• Work order:
Look through the data below and return each line where "kind" appears.

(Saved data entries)
▽

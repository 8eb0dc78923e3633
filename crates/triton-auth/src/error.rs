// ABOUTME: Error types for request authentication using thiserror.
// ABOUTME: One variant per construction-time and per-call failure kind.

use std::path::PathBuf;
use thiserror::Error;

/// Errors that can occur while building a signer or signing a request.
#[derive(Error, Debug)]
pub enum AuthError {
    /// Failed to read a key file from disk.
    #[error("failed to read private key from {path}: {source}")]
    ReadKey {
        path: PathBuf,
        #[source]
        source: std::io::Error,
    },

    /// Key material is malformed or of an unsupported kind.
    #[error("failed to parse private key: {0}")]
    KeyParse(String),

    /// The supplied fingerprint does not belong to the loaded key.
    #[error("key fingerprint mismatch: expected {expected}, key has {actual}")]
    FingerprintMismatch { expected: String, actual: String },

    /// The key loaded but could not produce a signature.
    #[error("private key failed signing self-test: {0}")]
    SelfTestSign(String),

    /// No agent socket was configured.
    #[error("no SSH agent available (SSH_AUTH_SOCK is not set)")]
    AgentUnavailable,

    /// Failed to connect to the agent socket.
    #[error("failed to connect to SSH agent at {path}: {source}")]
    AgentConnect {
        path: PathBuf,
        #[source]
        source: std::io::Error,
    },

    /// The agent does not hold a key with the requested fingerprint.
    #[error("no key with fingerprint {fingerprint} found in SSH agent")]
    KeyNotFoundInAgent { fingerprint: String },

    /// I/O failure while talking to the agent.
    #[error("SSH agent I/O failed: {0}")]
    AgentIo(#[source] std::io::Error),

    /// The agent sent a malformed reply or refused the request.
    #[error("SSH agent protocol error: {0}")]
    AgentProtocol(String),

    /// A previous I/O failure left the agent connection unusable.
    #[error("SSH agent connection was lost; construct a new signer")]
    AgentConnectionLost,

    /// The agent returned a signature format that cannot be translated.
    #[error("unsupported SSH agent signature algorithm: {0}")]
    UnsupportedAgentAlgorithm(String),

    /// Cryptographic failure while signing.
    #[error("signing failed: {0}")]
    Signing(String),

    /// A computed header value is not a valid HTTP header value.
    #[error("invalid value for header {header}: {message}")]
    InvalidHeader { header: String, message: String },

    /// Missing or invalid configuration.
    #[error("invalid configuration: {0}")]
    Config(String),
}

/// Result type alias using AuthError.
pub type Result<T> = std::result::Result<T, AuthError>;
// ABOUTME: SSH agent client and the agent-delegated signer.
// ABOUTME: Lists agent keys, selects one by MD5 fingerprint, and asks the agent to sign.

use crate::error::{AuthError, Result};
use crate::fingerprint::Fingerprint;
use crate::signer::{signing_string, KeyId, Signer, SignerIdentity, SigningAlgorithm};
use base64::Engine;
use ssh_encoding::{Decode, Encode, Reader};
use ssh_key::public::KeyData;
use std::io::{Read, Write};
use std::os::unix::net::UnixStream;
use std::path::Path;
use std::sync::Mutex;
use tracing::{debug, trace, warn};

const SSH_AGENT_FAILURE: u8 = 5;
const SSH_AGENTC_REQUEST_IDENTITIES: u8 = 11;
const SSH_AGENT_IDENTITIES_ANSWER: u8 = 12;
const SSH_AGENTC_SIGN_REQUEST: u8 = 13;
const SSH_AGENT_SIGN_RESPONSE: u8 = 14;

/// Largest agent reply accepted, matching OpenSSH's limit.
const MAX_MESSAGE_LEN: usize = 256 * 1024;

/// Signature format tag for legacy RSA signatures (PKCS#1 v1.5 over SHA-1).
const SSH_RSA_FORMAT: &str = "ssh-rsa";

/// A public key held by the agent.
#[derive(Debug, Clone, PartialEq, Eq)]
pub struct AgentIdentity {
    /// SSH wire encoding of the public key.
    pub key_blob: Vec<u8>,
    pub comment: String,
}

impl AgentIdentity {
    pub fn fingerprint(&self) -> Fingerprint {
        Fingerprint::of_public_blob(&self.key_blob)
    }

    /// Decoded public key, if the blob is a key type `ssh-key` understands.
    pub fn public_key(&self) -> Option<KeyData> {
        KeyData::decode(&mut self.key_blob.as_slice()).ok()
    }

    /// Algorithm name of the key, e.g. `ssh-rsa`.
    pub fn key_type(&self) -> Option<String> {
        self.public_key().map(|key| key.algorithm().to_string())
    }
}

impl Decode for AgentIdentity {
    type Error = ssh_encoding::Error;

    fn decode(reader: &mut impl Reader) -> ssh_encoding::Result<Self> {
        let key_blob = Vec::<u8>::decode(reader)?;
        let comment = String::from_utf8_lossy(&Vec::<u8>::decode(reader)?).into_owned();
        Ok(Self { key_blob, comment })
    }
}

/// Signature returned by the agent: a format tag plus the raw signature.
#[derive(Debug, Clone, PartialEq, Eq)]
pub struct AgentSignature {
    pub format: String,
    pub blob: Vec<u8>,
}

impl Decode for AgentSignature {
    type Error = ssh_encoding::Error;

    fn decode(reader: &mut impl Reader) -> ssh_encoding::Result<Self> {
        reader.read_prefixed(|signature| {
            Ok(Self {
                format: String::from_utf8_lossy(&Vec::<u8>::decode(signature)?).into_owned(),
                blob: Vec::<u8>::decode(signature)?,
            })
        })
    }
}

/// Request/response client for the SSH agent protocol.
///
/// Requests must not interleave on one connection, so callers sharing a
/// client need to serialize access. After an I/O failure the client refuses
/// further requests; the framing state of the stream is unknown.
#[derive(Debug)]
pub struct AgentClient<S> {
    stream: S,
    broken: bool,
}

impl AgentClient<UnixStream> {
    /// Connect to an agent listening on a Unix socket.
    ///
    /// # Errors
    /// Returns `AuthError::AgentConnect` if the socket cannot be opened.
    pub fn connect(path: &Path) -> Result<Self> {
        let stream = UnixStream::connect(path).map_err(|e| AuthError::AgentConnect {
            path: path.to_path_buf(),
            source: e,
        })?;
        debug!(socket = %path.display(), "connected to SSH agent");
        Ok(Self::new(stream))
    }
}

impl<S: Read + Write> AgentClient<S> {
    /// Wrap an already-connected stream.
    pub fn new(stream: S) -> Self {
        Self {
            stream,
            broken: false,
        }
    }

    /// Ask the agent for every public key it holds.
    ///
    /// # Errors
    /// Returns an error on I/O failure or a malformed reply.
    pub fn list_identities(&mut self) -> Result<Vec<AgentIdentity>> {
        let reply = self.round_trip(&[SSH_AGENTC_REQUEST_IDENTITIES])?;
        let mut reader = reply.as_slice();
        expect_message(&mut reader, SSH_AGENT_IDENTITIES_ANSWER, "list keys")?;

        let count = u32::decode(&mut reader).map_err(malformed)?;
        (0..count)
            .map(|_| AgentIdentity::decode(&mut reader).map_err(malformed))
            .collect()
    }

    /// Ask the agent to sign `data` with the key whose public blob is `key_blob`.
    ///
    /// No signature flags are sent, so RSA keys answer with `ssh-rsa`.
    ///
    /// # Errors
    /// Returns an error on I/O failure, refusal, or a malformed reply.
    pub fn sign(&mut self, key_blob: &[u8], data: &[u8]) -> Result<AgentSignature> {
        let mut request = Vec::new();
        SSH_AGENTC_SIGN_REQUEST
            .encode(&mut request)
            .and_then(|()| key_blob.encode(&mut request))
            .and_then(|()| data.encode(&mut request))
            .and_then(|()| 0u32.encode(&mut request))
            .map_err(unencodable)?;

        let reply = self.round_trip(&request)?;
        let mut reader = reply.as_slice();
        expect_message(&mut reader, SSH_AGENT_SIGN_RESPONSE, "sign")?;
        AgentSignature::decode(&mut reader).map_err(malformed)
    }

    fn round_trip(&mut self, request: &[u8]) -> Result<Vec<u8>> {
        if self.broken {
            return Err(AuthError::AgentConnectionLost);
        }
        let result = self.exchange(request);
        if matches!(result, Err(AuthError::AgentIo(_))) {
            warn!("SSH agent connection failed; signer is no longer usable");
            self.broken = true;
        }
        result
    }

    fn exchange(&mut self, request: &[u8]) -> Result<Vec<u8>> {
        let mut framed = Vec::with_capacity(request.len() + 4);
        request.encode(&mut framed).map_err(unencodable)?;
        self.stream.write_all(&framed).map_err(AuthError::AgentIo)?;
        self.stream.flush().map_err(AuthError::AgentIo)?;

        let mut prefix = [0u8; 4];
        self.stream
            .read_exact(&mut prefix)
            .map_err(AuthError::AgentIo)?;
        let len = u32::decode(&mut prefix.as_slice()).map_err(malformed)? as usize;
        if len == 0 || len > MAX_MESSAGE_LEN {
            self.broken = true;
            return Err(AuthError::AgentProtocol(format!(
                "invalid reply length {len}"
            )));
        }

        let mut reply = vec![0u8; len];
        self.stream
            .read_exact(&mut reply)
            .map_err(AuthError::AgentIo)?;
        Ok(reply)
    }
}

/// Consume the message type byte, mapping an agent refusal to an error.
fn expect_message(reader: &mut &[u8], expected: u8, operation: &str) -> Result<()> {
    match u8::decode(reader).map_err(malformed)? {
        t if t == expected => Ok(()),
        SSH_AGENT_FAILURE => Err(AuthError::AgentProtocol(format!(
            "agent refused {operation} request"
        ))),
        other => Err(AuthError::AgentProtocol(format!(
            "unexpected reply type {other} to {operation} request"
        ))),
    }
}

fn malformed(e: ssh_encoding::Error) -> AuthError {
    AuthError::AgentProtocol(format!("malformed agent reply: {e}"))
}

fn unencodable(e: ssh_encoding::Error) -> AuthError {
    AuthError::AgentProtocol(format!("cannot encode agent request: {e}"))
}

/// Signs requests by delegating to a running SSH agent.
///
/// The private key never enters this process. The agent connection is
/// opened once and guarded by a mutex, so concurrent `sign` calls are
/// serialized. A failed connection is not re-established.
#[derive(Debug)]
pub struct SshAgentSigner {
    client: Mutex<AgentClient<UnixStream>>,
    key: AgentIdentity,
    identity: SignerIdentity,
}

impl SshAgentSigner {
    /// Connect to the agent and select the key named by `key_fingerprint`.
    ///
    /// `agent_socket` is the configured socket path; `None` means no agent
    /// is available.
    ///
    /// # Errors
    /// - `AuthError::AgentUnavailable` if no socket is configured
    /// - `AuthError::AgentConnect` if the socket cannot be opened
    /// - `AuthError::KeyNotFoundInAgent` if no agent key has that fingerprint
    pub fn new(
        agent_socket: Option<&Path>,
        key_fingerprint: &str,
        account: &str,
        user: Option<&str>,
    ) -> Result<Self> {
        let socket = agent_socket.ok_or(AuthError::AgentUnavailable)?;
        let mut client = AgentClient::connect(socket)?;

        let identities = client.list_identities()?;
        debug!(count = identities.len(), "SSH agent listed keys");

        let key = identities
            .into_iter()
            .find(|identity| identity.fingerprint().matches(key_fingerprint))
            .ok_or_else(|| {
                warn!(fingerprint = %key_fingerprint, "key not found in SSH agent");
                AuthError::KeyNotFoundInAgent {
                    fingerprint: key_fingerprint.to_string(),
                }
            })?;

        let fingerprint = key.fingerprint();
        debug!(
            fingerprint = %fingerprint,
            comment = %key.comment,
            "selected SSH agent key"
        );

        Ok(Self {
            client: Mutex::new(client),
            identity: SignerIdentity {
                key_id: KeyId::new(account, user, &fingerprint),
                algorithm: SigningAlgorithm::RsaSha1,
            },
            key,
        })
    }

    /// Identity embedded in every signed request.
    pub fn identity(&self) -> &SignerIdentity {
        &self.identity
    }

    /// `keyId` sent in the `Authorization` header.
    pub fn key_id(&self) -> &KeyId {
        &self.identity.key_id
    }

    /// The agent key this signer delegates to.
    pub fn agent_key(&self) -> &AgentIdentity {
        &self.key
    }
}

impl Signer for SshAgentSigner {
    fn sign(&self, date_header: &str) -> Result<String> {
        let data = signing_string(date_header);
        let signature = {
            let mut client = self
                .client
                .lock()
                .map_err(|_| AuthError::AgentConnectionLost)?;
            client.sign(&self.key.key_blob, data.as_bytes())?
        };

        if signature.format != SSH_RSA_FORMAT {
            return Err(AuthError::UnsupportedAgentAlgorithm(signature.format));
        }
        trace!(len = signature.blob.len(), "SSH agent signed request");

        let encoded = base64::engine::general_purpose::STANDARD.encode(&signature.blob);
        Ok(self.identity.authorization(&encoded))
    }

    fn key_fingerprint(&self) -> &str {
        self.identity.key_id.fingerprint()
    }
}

△

• Answer to the exercise:
// ABOUTME: One variant per construction-time and per-call failure kind.
    /// Key material is malformed or of an unsupported kind.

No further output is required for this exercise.